More important, however, is the theme, the common thread, that runs through all the episodes: the supernatural element in reality. That is the moving force which created the stories.
I have always believed that what you perceived in what you experienced, is born from what you believed. But, in spite of that strong belief, I have observed equally strong currents running contrary to perceptions based on belief. Those currents emerge as counterpoints, largely rationally inexplicable in their nature. From time to time, such currents have emerged on their own in my life, despite my deliberate attempts to ignore them, because they run contrary to what I strongly believe that there is no conscious macro-point, or a controlling cosmic-consciousness, in all things that happen in our lives. Such counterpoints should, at least, lead me to think that perhaps supernatural forces do exist. I am not referring to God alone, a concept which is still controversial, and perhaps will continue to be controversial until the end of mankind, but to other forces that are generated by our thoughts and actions, forces manifesting themselves as rationally unexplainable experiences at appropriate points in time, as counterpoints, to interact with reality, to give rise to what one may call Natural Justice, a kind of balancing act of natural forces. Such forces have been called in common terminology luck, ghost, God, dark force, anti-matter, and black hole. One may object to my clubbing the supernatural with the scientifically “verifiable facts”, but such a divisive definition appears to me to be, at this point in time, arbitrary and unscientific. Protagonists of para-psychology have done extensive and intensive researches in the paranormal area of occurrences and have come up with an impressive array of “conclusions”, some verifiable and some not. But such is the case with scientific researches also, leading to radical revisions of “conclusions”. The line which separates the natural from the preternatural, the occult from the scientific, is a thin veil, often permitting both osmosis and reverse-osmosis. I think, if we develop appropriate tools to research the preternatural areas, the conclusions could merit as much validity and respect as the scientific conclusions.

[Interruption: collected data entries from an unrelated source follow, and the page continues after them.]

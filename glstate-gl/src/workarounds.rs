//! Driver detection and driver-specific workarounds.
use bitflags::bitflags;

bitflags! {
    /// Drivers recognized from the vendor string.
    #[derive(Debug, Copy, Clone, Default, Eq, PartialEq, Hash)]
    pub struct DetectedDrivers: u8 {
        /// Proprietary AMD desktop drivers.
        const AMD = 1 << 0;
        /// Intel desktop drivers on Windows.
        const INTEL_WINDOWS = 1 << 1;
        /// Proprietary NVidia drivers.
        const NVIDIA = 1 << 2;
    }
}

/// Workarounds that can be disabled with
/// [`ContextOptions::disabled_workarounds`](crate::options::ContextOptions).
pub const KNOWN_WORKAROUNDS: &[&str] = &[
    // Core contexts created with an explicit version on AMD, NVidia and
    // Intel Windows drivers are pinned to that version.
    #[cfg(not(target_vendor = "apple"))]
    "no-forward-compatible-core-context",
    // Intel Windows GLSL compilers accept the 420pack keywords without
    // supporting them.
    #[cfg(windows)]
    "intel-windows-glsl-exposes-unsupported-shading-language-420pack",
    // glTransformFeedbackVaryings() keeps the passed pointers around until
    // link time on NVidia Windows drivers.
    #[cfg(windows)]
    "nv-windows-dangling-transform-feedback-varying-names",
    // Layout qualifiers fail to compile with GLSL 1.20 on Mesa, 1.30 on
    // NVidia and 1.40 on macOS.
    "no-layout-qualifiers-on-old-glsl",
    // NVidia reports compressed block size in bits instead of bytes.
    "nv-compressed-block-size-in-bits",
    // NVidia reports compressed cube map image size based on mutability
    // instead of on whether all faces are queried.
    "nv-cubemap-inconsistent-compressed-image-size",
    // NVidia returns only the first face of a compressed cube map queried
    // through ARB_direct_state_access.
    "nv-cubemap-broken-full-compressed-image-query",
];

/// Find the canonical name of a known workaround.
pub fn find_workaround(name: &str) -> Option<&'static str> {
    KNOWN_WORKAROUNDS.iter().copied().find(|w| *w == name)
}

/// Detect the driver from a `GL_VENDOR` string.
pub fn detect_driver(vendor: &str) -> DetectedDrivers {
    if cfg!(target_vendor = "apple") {
        return DetectedDrivers::empty();
    }

    if vendor.contains("ATI Technologies Inc.") {
        return DetectedDrivers::AMD;
    }

    if cfg!(windows) && vendor.contains("Intel") {
        return DetectedDrivers::INTEL_WINDOWS;
    }

    if vendor.contains("NVIDIA Corporation") {
        return DetectedDrivers::NVIDIA;
    }

    DetectedDrivers::empty()
}

/// Intel Windows drivers report `"No errors.\n"` instead of an empty
/// compilation or link log.
pub fn is_log_empty(drivers: DetectedDrivers, log: &str) -> bool {
    log.is_empty()
        || (cfg!(windows) && drivers.contains(DetectedDrivers::INTEL_WINDOWS) && log == "No errors.\n")
}

/// Workarounds that were queried or disabled during the context lifetime.
#[derive(Debug, Default, Clone)]
pub struct DriverWorkarounds {
    entries: Vec<(&'static str, bool)>,
}

impl DriverWorkarounds {
    /// Mark a workaround as disabled. Unknown names are ignored.
    pub fn disable(&mut self, name: &str) {
        let Some(found) = find_workaround(name) else {
            log::warn!("unknown driver workaround {name}");
            return;
        };

        match self.entries.iter_mut().find(|(w, _)| *w == found) {
            Some(entry) => entry.1 = true,
            None => self.entries.push((found, true)),
        }
    }

    /// Whether the workaround is disabled.
    ///
    /// A workaround that is asked for and not disabled is recorded as used.
    pub fn is_disabled(&mut self, name: &str) -> bool {
        let Some(found) = find_workaround(name) else {
            log::warn!("unknown driver workaround {name}");
            return false;
        };

        if let Some((_, disabled)) = self.entries.iter().find(|(w, _)| *w == found) {
            return *disabled;
        }

        self.entries.push((found, false));
        false
    }

    /// Workarounds that were applied.
    pub fn used(&self) -> impl Iterator<Item = &'static str> + '_ {
        self.entries
            .iter()
            .filter(|(_, disabled)| !disabled)
            .map(|(name, _)| *name)
    }

    /// Workarounds that were explicitly disabled.
    pub fn disabled(&self) -> impl Iterator<Item = &'static str> + '_ {
        self.entries
            .iter()
            .filter(|(_, disabled)| *disabled)
            .map(|(name, _)| *name)
    }
}

#[cfg(test)]
mod test {
    use super::*;

    #[test]
    fn detects_vendors() {
        if cfg!(target_vendor = "apple") {
            return;
        }

        assert_eq!(detect_driver("ATI Technologies Inc."), DetectedDrivers::AMD);
        assert_eq!(detect_driver("NVIDIA Corporation"), DetectedDrivers::NVIDIA);
        assert_eq!(detect_driver("Mesa/X.org"), DetectedDrivers::empty());
        assert_eq!(
            detect_driver("Intel"),
            if cfg!(windows) {
                DetectedDrivers::INTEL_WINDOWS
            } else {
                DetectedDrivers::empty()
            }
        );
    }

    #[test]
    fn unknown_workaround_is_ignored() {
        let mut workarounds = DriverWorkarounds::default();
        workarounds.disable("definitely-not-a-workaround");
        assert_eq!(workarounds.disabled().count(), 0);
        assert!(!workarounds.is_disabled("definitely-not-a-workaround"));
        assert_eq!(workarounds.used().count(), 0);
    }

    #[test]
    fn query_records_use() {
        let mut workarounds = DriverWorkarounds::default();
        assert!(!workarounds.is_disabled("no-layout-qualifiers-on-old-glsl"));
        assert_eq!(
            workarounds.used().collect::<Vec<_>>(),
            vec!["no-layout-qualifiers-on-old-glsl"]
        );

        // asking again does not record twice
        assert!(!workarounds.is_disabled("no-layout-qualifiers-on-old-glsl"));
        assert_eq!(workarounds.used().count(), 1);
    }

    #[test]
    fn disabled_stays_disabled() {
        let mut workarounds = DriverWorkarounds::default();
        workarounds.disable("nv-compressed-block-size-in-bits");
        assert!(workarounds.is_disabled("nv-compressed-block-size-in-bits"));
        assert_eq!(workarounds.used().count(), 0);
        assert_eq!(
            workarounds.disabled().collect::<Vec<_>>(),
            vec!["nv-compressed-block-size-in-bits"]
        );
    }

    #[test]
    fn chatty_logs() {
        assert!(is_log_empty(DetectedDrivers::empty(), ""));
        assert!(!is_log_empty(DetectedDrivers::NVIDIA, "No errors.\n"));
        assert_eq!(
            is_log_empty(DetectedDrivers::INTEL_WINDOWS, "No errors.\n"),
            cfg!(windows)
        );
    }
}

Having said all that, I sincerely request you to put them all on the back burner of your mind, relax, and read the episodes to enjoy them as pure stories, which they are, primarily.

If these episodes are available for you to read, I owe my gratitude completely to Shreekumar Varma, poet, playwright, novelist, journalist, and teacher. In fact, I would not have written them at all, had he not identified my capacity for creative writing. Until then, my creative writing had consisted of a few short plays for the stage for specific occasions, which I had also directed; and I had written a few scripts for the small screen and directed them for telecast. But they were written under duress, with the wrong end of a shot-gun resting on my temple, and without any conviction that I could write creatively. It was the confidence Shreekumar infused in me that made me believe I could be creative at any age and made me enjoy writing every one of the twelve episodes in this collection.